- _WHAT THE TASK ASKS_:
The line containing "fields.push(std::mem::take(&mut current));" marks the end: write out exactly every line from the first line of the data below through that line, and only those.

[Records excerpted from a collection]

//! services/ingestor.rs
//!
//! Delimited-text ingestion: quoted-field CSV lines → typed [`Record`]s.
//!
//! Line format: `,` separates fields; a field may be wrapped in `"`; inside quotes a
//! doubled `""` is one literal quote and `,` is plain data. The first non-blank line is
//! the header. Header names are resolved to column indexes once per run.
//!
//! Policy is fail-soft throughout: unparseable numbers become zero (or the field's
//! default), rows without an identity are dropped, and a line that ends inside an open
//! quote is kept as scanned and counted in the report.

use serde::Serialize;
use serde_json::Value;
use tracing::{debug, warn};

use crate::services::record::{ID_FIELD, Record};
use crate::utils::coerce;

pub const SEPARATOR: char = ',';
pub const QUOTE: char = '"';

/// Split one line into raw fields.
///
/// `A,"B,C","D""E"` → `["A", "B,C", "D\"E"]`.
pub fn parse_line(line: &str) -> Vec<String> {
    scan_line(line).0
}

/// Like [`parse_line`], also reporting whether every opened quote was closed.
pub fn scan_line(line: &str) -> (Vec<String>, bool) {
    let mut fields = Vec::new();
    let mut current = String::new();
    let mut in_quotes = false;
    let mut chars = line.chars().peekable();

    while let Some(c) = chars.next() {
        if in_quotes {
            if c == QUOTE {
                if chars.peek() == Some(&QUOTE) {
                    chars.next();
                    current.push(QUOTE);
                } else {
                    in_quotes = false;
                }
            } else {
                current.push(c);
            }
        } else if c == QUOTE {
            in_quotes = true;
        } else if c == SEPARATOR {
            fields.push(std::mem::take(&mut current));
        } else {
            current.push(c);
        }
    }
    fields.push(current);
    (fields, !in_quotes)
}

/// One scanned data line. Transient: it has no identity until mapped.
#[derive(Debug, Clone, PartialEq, Eq)]
pub struct CsvRow {
    /// 1-based line number in the source text.
    pub line_no: usize,
    pub fields: Vec<String>,
    pub balanced: bool,
}

impl CsvRow {
    /// Trimmed cell at `idx`; blank when the column is absent or the row is short.
    pub fn cell(&self, idx: Option<usize>) -> &str {
        idx.and_then(|i| self.fields.get(i))
            .map(|s| s.trim())
            .unwrap_or("")
    }
}

/// Header names plus every non-blank data line, in source order.
pub fn read_rows(text: &str) -> (Vec<String>, Vec<CsvRow>) {
    let mut lines = text
        .split('\n')
        .enumerate()
        .map(|(i, l)| (i + 1, l.trim()))
        .filter(|(_, l)| !l.is_empty());

    let Some((_, header_line)) = lines.next() else {
        return (Vec::new(), Vec::new());
    };
    let header = parse_line(header_line)
        .into_iter()
        .map(|h| h.trim().to_string())
        .collect();

    let rows = lines
        .map(|(line_no, line)| {
            let (fields, balanced) = scan_line(line);
            CsvRow {
                line_no,
                fields,
                balanced,
            }
        })
        .collect();
    (header, rows)
}

/// `true` for identity cells that mean "no data": blank, or a bracketed token like `[Asset]`.
pub fn is_placeholder(value: &str) -> bool {
    let v = value.trim();
    v.is_empty() || (v.len() >= 2 && v.starts_with('[') && v.ends_with(']'))
}

// ----------- mappings -----------

#[derive(Debug, Clone, Copy, PartialEq, Eq, Serialize)]
#[serde(rename_all = "snake_case")]
pub enum FieldKind {
    Text,
    /// Case-insensitive `"true"`, else `false`.
    Bool,
    /// Decimal; malformed → `0`.
    Number,
    /// Truncated integer; malformed or zero → the field default (else `0`).
    Integer,
}

/// What a blank cell turns into.
#[derive(Debug, Clone, PartialEq)]
pub enum OnBlank {
    /// The kind's zero value: `""`, `false`, `0`.
    Coerce,
    /// A fixed value.
    Use(Value),
    /// Leave the field out of the record.
    Omit,
}

#[derive(Debug, Clone, PartialEq)]
pub struct FieldSpec {
    pub column: String,
    pub field: String,
    pub kind: FieldKind,
    pub on_blank: OnBlank,
}

impl FieldSpec {
    fn new(column: &str, field: &str, kind: FieldKind) -> Self {
        Self {
            column: column.to_string(),
            field: field.to_string(),
            kind,
            on_blank: OnBlank::Coerce,
        }
    }

    pub fn text(column: &str, field: &str) -> Self {
        Self::new(column, field, FieldKind::Text)
    }

    pub fn boolean(column: &str, field: &str) -> Self {
        Self::new(column, field, FieldKind::Bool)
    }

    pub fn number(column: &str, field: &str) -> Self {
        Self::new(column, field, FieldKind::Number)
    }

    pub fn integer(column: &str, field: &str) -> Self {
        Self::new(column, field, FieldKind::Integer)
    }

    pub fn or_default(mut self, value: impl Into<Value>) -> Self {
        self.on_blank = OnBlank::Use(value.into());
        self
    }

    pub fn omit_blank(mut self) -> Self {
        self.on_blank = OnBlank::Omit;
        self
    }

    /// Convert one trimmed cell. `None` means "leave the field out".
    fn convert(&self, raw: &str) -> Option<Value> {
        if raw.is_empty() {
            return match &self.on_blank {
                OnBlank::Omit => None,
                OnBlank::Use(v) => Some(v.clone()),
                OnBlank::Coerce => Some(self.zero()),
            };
        }
        let v = match self.kind {
            FieldKind::Text => Value::String(raw.to_string()),
            FieldKind::Bool => Value::Bool(coerce::bool_or_false(raw)),
            FieldKind::Number => coerce::number_value(coerce::number_or_zero(raw)),
            FieldKind::Integer => {
                let fallback = match &self.on_blank {
                    OnBlank::Use(v) => v.as_i64().unwrap_or(0),
                    _ => 0,
                };
                Value::from(coerce::integer_or(raw, fallback))
            }
        };
        Some(v)
    }

    fn zero(&self) -> Value {
        match self.kind {
            FieldKind::Text => Value::String(String::new()),
            FieldKind::Bool => Value::Bool(false),
            FieldKind::Number | FieldKind::Integer => Value::from(0),
        }
    }
}

/// Header-to-record mapping for one export format.
#[derive(Debug, Clone, PartialEq)]
pub struct IngestMapping {
    /// Header column holding each row's identity; copied verbatim into `id`.
    pub identity_column: String,
    pub fields: Vec<FieldSpec>,
}

impl IngestMapping {
    pub fn new(identity_column: &str, fields: Vec<FieldSpec>) -> Self {
        Self {
            identity_column: identity_column.to_string(),
            fields,
        }
    }

    /// CRM asset export (`Id`, `Name`, `Name__c`, ...).
    pub fn salesforce_assets() -> Self {
        use FieldSpec as F;
        Self::new(
            "Id",
            vec![
                F::text("Name", "name").or_default("Unnamed Asset"),
                F::text("Name__c", "asset_code"),
                F::text("Account.Name", "account_name"),
                F::text("Asset_Type__c", "asset_type").or_default("General"),
                F::integer("AssetLevel", "asset_level").or_default(1),
                F::text("Assigned_Date__c", "assigned_date"),
                F::text("City", "city"),
                F::text("Country", "country"),
                F::text("Description", "description"),
                F::text("ConsequenceOfFailure", "consequence_of_failure").or_default("Low"),
                F::text("Equipment_Owner__c", "equipment_owner"),
                F::text("InstallDate", "install_date"),
                F::boolean("Is_Available__c", "is_available"),
                F::boolean("Is_a_client_asset__c", "is_client_asset"),
                F::boolean("Is_Specialized__c", "is_specialized"),
                F::number("Maintenance_Cost__c", "maintenance_cost"),
                F::text("ManufactureDate", "manufacture_date"),
                F::text("Owner.Name", "owner_name"),
                F::number("Price", "price"),
                F::text("ProductCode", "product_code"),
                F::text("UsageEndDate", "usage_end_date"),
                F::text("PostalCode", "postal_code"),
                F::text("Address", "address"),
            ],
        )
    }

    /// Columns named after the `assets` table fields. Blank cells are omitted so the
    /// store's insert defaults (and the value fallback in summaries) still apply.
    pub fn inventory_assets() -> Self {
        let text = |c: &str| FieldSpec::text(c, c).omit_blank();
        let number = |c: &str| FieldSpec::number(c, c).omit_blank();
        Self::new(
            ID_FIELD,
            vec![
                text("asset_name"),
                text("asset_tag"),
                text("category"),
                text("status"),
                text("condition"),
                text("manufacturer"),
                text("model_number"),
                text("serial_number"),
                text("department"),
                text("assigned_to"),
                text("purchase_date"),
                number("purchase_cost"),
                number("current_value"),
                text("warranty_expiration"),
            ],
        )
    }
}

/// Column index per mapped field, resolved once from the header.
struct ColumnPlan<'m> {
    identity: Option<usize>,
    fields: Vec<(Option<usize>, &'m FieldSpec)>,
    missing: Vec<String>,
}

impl<'m> ColumnPlan<'m> {
    fn resolve(header: &[String], mapping: &'m IngestMapping) -> Self {
        let index_of = |name: &str| header.iter().position(|h| h == name);
        let mut missing = Vec::new();

        let identity = index_of(&mapping.identity_column);
        if identity.is_none() {
            missing.push(mapping.identity_column.clone());
        }
        let fields = mapping
            .fields
            .iter()
            .map(|spec| {
                let idx = index_of(&spec.column);
                if idx.is_none() {
                    missing.push(spec.column.clone());
                }
                (idx, spec)
            })
            .collect();

        Self {
            identity,
            fields,
            missing,
        }
    }
}

#[derive(Debug, Clone, Default, Serialize)]
pub struct IngestReport {
    pub records: Vec<Record>,
    /// Rows dropped for a blank or placeholder identity.
    pub dropped_rows: usize,
    /// Rows that ended inside an open quote (kept as scanned).
    pub unbalanced_rows: usize,
    /// Mapped columns absent from the header; their cells read as blank.
    pub missing_columns: Vec<String>,
}

pub struct Ingestor {
    mapping: IngestMapping,
}

impl Ingestor {
    pub fn new(mapping: IngestMapping) -> Self {
        Self { mapping }
    }

    pub fn mapping(&self) -> &IngestMapping {
        &self.mapping
    }

    pub fn ingest(&self, text: &str) -> IngestReport {
        let (header, rows) = read_rows(text);
        let plan = ColumnPlan::resolve(&header, &self.mapping);
        if plan.identity.is_none() && !header.is_empty() {
            warn!(
                column = %self.mapping.identity_column,
                "identity column missing from header; every row will be dropped"
            );
        }

        let mut report = IngestReport {
            missing_columns: plan.missing.clone(),
            ..IngestReport::default()
        };

        for row in &rows {
            if !row.balanced {
                report.unbalanced_rows += 1;
                debug!(line = row.line_no, "unbalanced quote; row kept as scanned");
            }
            let id = row.cell(plan.identity);
            if is_placeholder(id) {
                report.dropped_rows += 1;
                continue;
            }

            let mut record = Record::new().with(ID_FIELD, id);
            for (idx, spec) in &plan.fields {
                if let Some(v) = spec.convert(row.cell(*idx)) {
                    record.set(spec.field.as_str(), v);
                }
            }
            report.records.push(record);
        }

        debug!(
            records = report.records.len(),
            dropped = report.dropped_rows,
            unbalanced = report.unbalanced_rows,
            "ingest complete"
        );
        report
    }
}
// tests/workspace_tests.rs
// Config loading, on-disk init, and the Inventory facade (import, summary, audit, sign-out).

use std::fs;

use anyhow::Result;
use serde_json::{Value, json};

use inventory_core::commands::{Inventory, ensure_initialized};
use inventory_core::config::{ConditionFallback, InventoryConfig, StorageBackend};
use inventory_core::services::ingestor::IngestMapping;
use inventory_core::services::store::RecordStore;

fn audit_lines(root: &std::path::Path) -> Result<Vec<Value>> {
    let text = fs::read_to_string(root.join("logbook").join("actions.jsonl"))?;
    text.lines()
        .map(|l| serde_json::from_str(l).map_err(Into::into))
        .collect()
}

#[test]
fn config_defaults_apply_to_missing_sections() -> Result<()> {
    let cfg = InventoryConfig::from_toml("[storage]\nbackend = \"file\"\n")?;
    assert_eq!(cfg.storage.backend, StorageBackend::File);
    assert_eq!(cfg.storage.key_prefix, "mock_");
    assert_eq!(cfg.session.email, "demo@example.com");
    assert!(cfg.session.clear_on_sign_out);
    assert_eq!(cfg.summary.high_value_threshold, 10_000.0);
    assert_eq!(cfg.summary.condition_fallback, ConditionFallback::Unclassified);
    assert!(cfg.audit.enabled);
    Ok(())
}

#[test]
fn config_rejects_unknown_backend() {
    assert!(InventoryConfig::from_toml("[storage]\nbackend = \"redis\"\n").is_err());
}

#[test]
fn load_without_file_uses_defaults_under_root() -> Result<()> {
    let dir = tempfile::tempdir()?;
    let cfg = InventoryConfig::load(dir.path())?;
    assert_eq!(cfg.storage.sqlite_path, dir.path().join("cache/storage.db"));
    assert_eq!(cfg.audit.path, dir.path().join("logbook/actions.jsonl"));
    Ok(())
}

#[test]
fn init_is_idempotent() -> Result<()> {
    let dir = tempfile::tempdir()?;
    let root = dir.path().join("ws");

    let first = ensure_initialized(&root)?;
    for entry in ["cache", "tables", "logbook", "config.toml", "logbook/actions.jsonl"] {
        assert!(first.created.contains(&entry.to_string()), "{entry} not created");
    }
    assert_eq!(first.config.storage.backend, StorageBackend::Sqlite);

    let second = ensure_initialized(&root)?;
    assert!(second.created.is_empty());
    assert!(second.existed.contains(&"config.toml".to_string()));

    let seeded = audit_lines(&root)?;
    assert_eq!(seeded.len(), 1);
    assert_eq!(seeded[0]["event"], "system_init");
    Ok(())
}

#[test]
fn inventory_round_trip_on_disk() -> Result<()> {
    let dir = tempfile::tempdir()?;
    let root = dir.path();
    {
        let inv = Inventory::open(root)?;
        let created = inv
            .insert("assets", json!({ "id": "disk-1", "asset_name": "Saw" }))
            .into_result()?;
        assert_eq!(created.get_str("category"), Some("Other"));
        inv.update("assets", "disk-1", json!({ "current_value": 42 })).into_result()?;
    }

    let inv = Inventory::open(root)?;
    let got = inv.get("assets", "disk-1").into_result()?;
    assert_eq!(got.get_number("current_value"), Some(42.0));
    assert_eq!(inv.list("assets").data().map(Vec::len), Some(4));
    assert_eq!(inv.delete("assets", "disk-1").data(), Some(&1));

    let actions: Vec<String> = audit_lines(root)?
        .iter()
        .filter_map(|v| v["action"].as_str().map(str::to_string))
        .collect();
    assert_eq!(actions, vec!["record_inserted", "record_updated", "record_deleted"]);
    Ok(())
}

#[test]
fn import_csv_inserts_and_reports_failures() -> Result<()> {
    let dir = tempfile::tempdir()?;
    let cfg = InventoryConfig::load(dir.path())?;
    let inv = Inventory::from_parts(RecordStore::in_memory(), cfg);

    let csv = "\
id,asset_name,category,purchase_cost,current_value,status
c-1,Generator,Power,15000,12000,in_maintenance
1,Duplicate of seed,Other,10,,
[id],placeholder,,,,
c-2,\"Ladder, 3m\",Tools,200,,IN_MAINTENANCE
";
    let dry = inv.import_csv("assets", csv, IngestMapping::inventory_assets(), true);
    assert_eq!(dry.parsed, 3);
    assert_eq!(dry.inserted, 0);
    assert_eq!(inv.list("assets").data().map(Vec::len), Some(3));

    let report = inv.import_csv("assets", csv, IngestMapping::inventory_assets(), false);
    assert_eq!(report.parsed, 3);
    assert_eq!(report.inserted, 2);
    assert_eq!(report.dropped_rows, 1);
    assert_eq!(report.failed.len(), 1);
    assert_eq!(report.failed[0].id.as_deref(), Some("1"));

    let ladder = inv.get("assets", "c-2").into_result()?;
    assert_eq!(ladder.get_str("asset_name"), Some("Ladder, 3m"));
    assert_eq!(ladder.get_str("condition"), Some("good"));

    let summary = inv.summary("assets").into_result()?;
    assert_eq!(summary.total_count, 5);
    assert_eq!(summary.high_value_assets, 2);
    let maintenance = summary
        .status_data
        .iter()
        .find(|b| b.name == "In Maintenance")
        .map(|b| b.count);
    assert_eq!(maintenance, Some(2));
    Ok(())
}

#[test]
fn summary_honours_configured_threshold() -> Result<()> {
    let mut cfg = InventoryConfig::default();
    cfg.summary.high_value_threshold = 1000.0;
    cfg.audit.enabled = false;
    let inv = Inventory::from_parts(RecordStore::in_memory(), cfg);
    let s = inv.summary("assets").into_result()?;
    assert_eq!(s.high_value_assets, 2);
    Ok(())
}

#[test]
fn sign_out_is_audited_and_erases_tables() -> Result<()> {
    let dir = tempfile::tempdir()?;
    fs::create_dir_all(dir.path())?;
    fs::write(
        dir.path().join("config.toml"),
        "[storage]\nbackend = \"file\"\n",
    )?;

    let inv = Inventory::open(dir.path())?;
    inv.insert("assets", json!({ "id": "gone-soon" })).into_result()?;
    assert!(dir.path().join("tables").join("mock_assets.json").exists());

    inv.sign_out().into_result()?;
    assert!(!dir.path().join("tables").join("mock_assets.json").exists());
    assert!(inv.store().session().is_none());

    let last = audit_lines(dir.path())?
        .pop()
        .unwrap_or(Value::Null);
    assert_eq!(last["action"], "signed_out");
    assert_eq!(last["severity"], "high");
    assert_eq!(last["details"]["tables_erased"], true);
    Ok(())
}
// inventory-core/src/commands/api.rs
use anyhow::Result;
use serde::Serialize;
use serde_json::{Value, json};
use std::path::Path;

use crate::commands::init::ensure_initialized;
use crate::config::InventoryConfig;
use crate::services::aggregator::{Summary, SummaryOptions, summarize_with};
use crate::services::audit::{AuditLog, Severity};
use crate::services::ingestor::{IngestMapping, Ingestor};
use crate::services::query::{QueryError, QueryResult};
use crate::services::record::{ID_FIELD, Record};
use crate::services::store::RecordStore;

/// One store, one audit log and the summary settings, wired from a workspace root.
pub struct Inventory {
    store: RecordStore,
    audit: AuditLog,
    summary: SummaryOptions,
    config: InventoryConfig,
}

#[derive(Debug, Clone, Serialize)]
pub struct ImportFailure {
    pub id: Option<String>,
    pub error: QueryError,
}

#[derive(Debug, Clone, Default, Serialize)]
pub struct ImportReport {
    pub table: String,
    pub parsed: usize,
    pub inserted: usize,
    pub dry_run: bool,
    pub dropped_rows: usize,
    pub unbalanced_rows: usize,
    pub missing_columns: Vec<String>,
    pub failed: Vec<ImportFailure>,
}

impl Inventory {
    /// Initialize `root` if needed, then open the configured backend.
    pub fn open(root: &Path) -> Result<Self> {
        let report = ensure_initialized(root)?;
        let store = RecordStore::from_config(&report.config)?;
        Ok(Self::from_parts(store, report.config))
    }

    /// Wire an existing store (tests, embedding) with `config` for audit and summaries.
    pub fn from_parts(store: RecordStore, config: InventoryConfig) -> Self {
        Self {
            store,
            audit: AuditLog::from_config(&config.audit),
            summary: SummaryOptions::from(&config.summary),
            config,
        }
    }

    pub fn store(&self) -> &RecordStore {
        &self.store
    }

    pub fn config(&self) -> &InventoryConfig {
        &self.config
    }

    pub fn audit(&self) -> &AuditLog {
        &self.audit
    }

    pub fn list(&self, table: &str) -> QueryResult<Vec<Record>> {
        self.store.table(table).select().execute()
    }

    pub fn get(&self, table: &str, id: &str) -> QueryResult<Record> {
        self.store.table(table).select().filter(ID_FIELD, id).one().execute()
    }

    pub fn insert(&self, table: &str, partial: Value) -> QueryResult<Record> {
        let res = self.store.table(table).insert(partial).execute();
        if let Some(r) = res.data() {
            self.audit.record_action(
                "store",
                "record_inserted",
                &json!({ "table": table, "id": r.id() }),
                Severity::Low,
            );
        }
        res
    }

    pub fn update(&self, table: &str, id: &str, patch: Value) -> QueryResult<Record> {
        let fields: Vec<String> = patch
            .as_object()
            .map(|m| m.keys().cloned().collect())
            .unwrap_or_default();
        let res = self.store.table(table).update(ID_FIELD, id, patch).execute();
        if res.is_ok() {
            self.audit.record_action(
                "store",
                "record_updated",
                &json!({ "table": table, "id": id, "fields": fields }),
                Severity::Low,
            );
        }
        res
    }

    pub fn delete(&self, table: &str, id: &str) -> QueryResult<usize> {
        let res = self.store.table(table).delete(ID_FIELD, id).execute();
        if let Some(removed) = res.data() {
            self.audit.record_action(
                "store",
                "record_deleted",
                &json!({ "table": table, "id": id, "removed": removed }),
                Severity::Medium,
            );
        }
        res
    }

    /// Parse `text` with `mapping` and insert each record into `table`.
    ///
    /// Rows are inserted in source order; a failed insert is reported and the rest continue.
    /// With `dry_run` nothing is written.
    pub fn import_csv(
        &self,
        table: &str,
        text: &str,
        mapping: IngestMapping,
        dry_run: bool,
    ) -> ImportReport {
        let ingest = Ingestor::new(mapping).ingest(text);
        let mut report = ImportReport {
            table: table.to_string(),
            parsed: ingest.records.len(),
            dry_run,
            dropped_rows: ingest.dropped_rows,
            unbalanced_rows: ingest.unbalanced_rows,
            missing_columns: ingest.missing_columns,
            ..ImportReport::default()
        };
        if dry_run {
            return report;
        }

        let rows = self.store.table(table);
        for record in ingest.records {
            let id = record.id().map(str::to_string);
            match rows.insert(record).execute().into_result() {
                Ok(_) => report.inserted += 1,
                Err(error) => report.failed.push(ImportFailure { id, error }),
            }
        }

        self.audit.record_action(
            "ingestor",
            "csv_imported",
            &json!({
                "table": table,
                "parsed": report.parsed,
                "inserted": report.inserted,
                "failed": report.failed.len(),
                "dropped_rows": report.dropped_rows,
            }),
            if report.failed.is_empty() { Severity::Low } else { Severity::Medium },
        );
        report
    }

    /// Dashboard summary over every record in `table`.
    pub fn summary(&self, table: &str) -> QueryResult<Summary> {
        self.list(table)
            .map(|records| summarize_with(&records, &self.summary))
    }

    /// End the session; see [`RecordStore::sign_out`] for the data-erasure behaviour.
    pub fn sign_out(&self) -> QueryResult<()> {
        let res = self.store.sign_out();
        self.audit.record_action(
            "session",
            "signed_out",
            &json!({
                "tables_erased": self.store.options().clear_on_sign_out && res.is_ok(),
            }),
            Severity::High,
        );
        res
    }
}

- _WRITTEN REPLY_:
//! services/ingestor.rs
//!
//! Delimited-text ingestion: quoted-field CSV lines → typed [`Record`]s.
//!
//! Line format: `,` separates fields; a field may be wrapped in `"`; inside quotes a
//! doubled `""` is one literal quote and `,` is plain data. The first non-blank line is
//! the header. Header names are resolved to column indexes once per run.
//!
//! Policy is fail-soft throughout: unparseable numbers become zero (or the field's
//! default), rows without an identity are dropped, and a line that ends inside an open
//! quote is kept as scanned and counted in the report.

use serde::Serialize;
use serde_json::Value;
use tracing::{debug, warn};

use crate::services::record::{ID_FIELD, Record};
use crate::utils::coerce;

pub const SEPARATOR: char = ',';
pub const QUOTE: char = '"';

/// Split one line into raw fields.
///
/// `A,"B,C","D""E"` → `["A", "B,C", "D\"E"]`.
pub fn parse_line(line: &str) -> Vec<String> {
    scan_line(line).0
}

/// Like [`parse_line`], also reporting whether every opened quote was closed.
pub fn scan_line(line: &str) -> (Vec<String>, bool) {
    let mut fields = Vec::new();
    let mut current = String::new();
    let mut in_quotes = false;
    let mut chars = line.chars().peekable();

    while let Some(c) = chars.next() {
        if in_quotes {
            if c == QUOTE {
                if chars.peek() == Some(&QUOTE) {
                    chars.next();
                    current.push(QUOTE);
                } else {
                    in_quotes = false;
                }
            } else {
                current.push(c);
            }
        } else if c == QUOTE {
            in_quotes = true;
        } else if c == SEPARATOR {
            fields.push(std::mem::take(&mut current));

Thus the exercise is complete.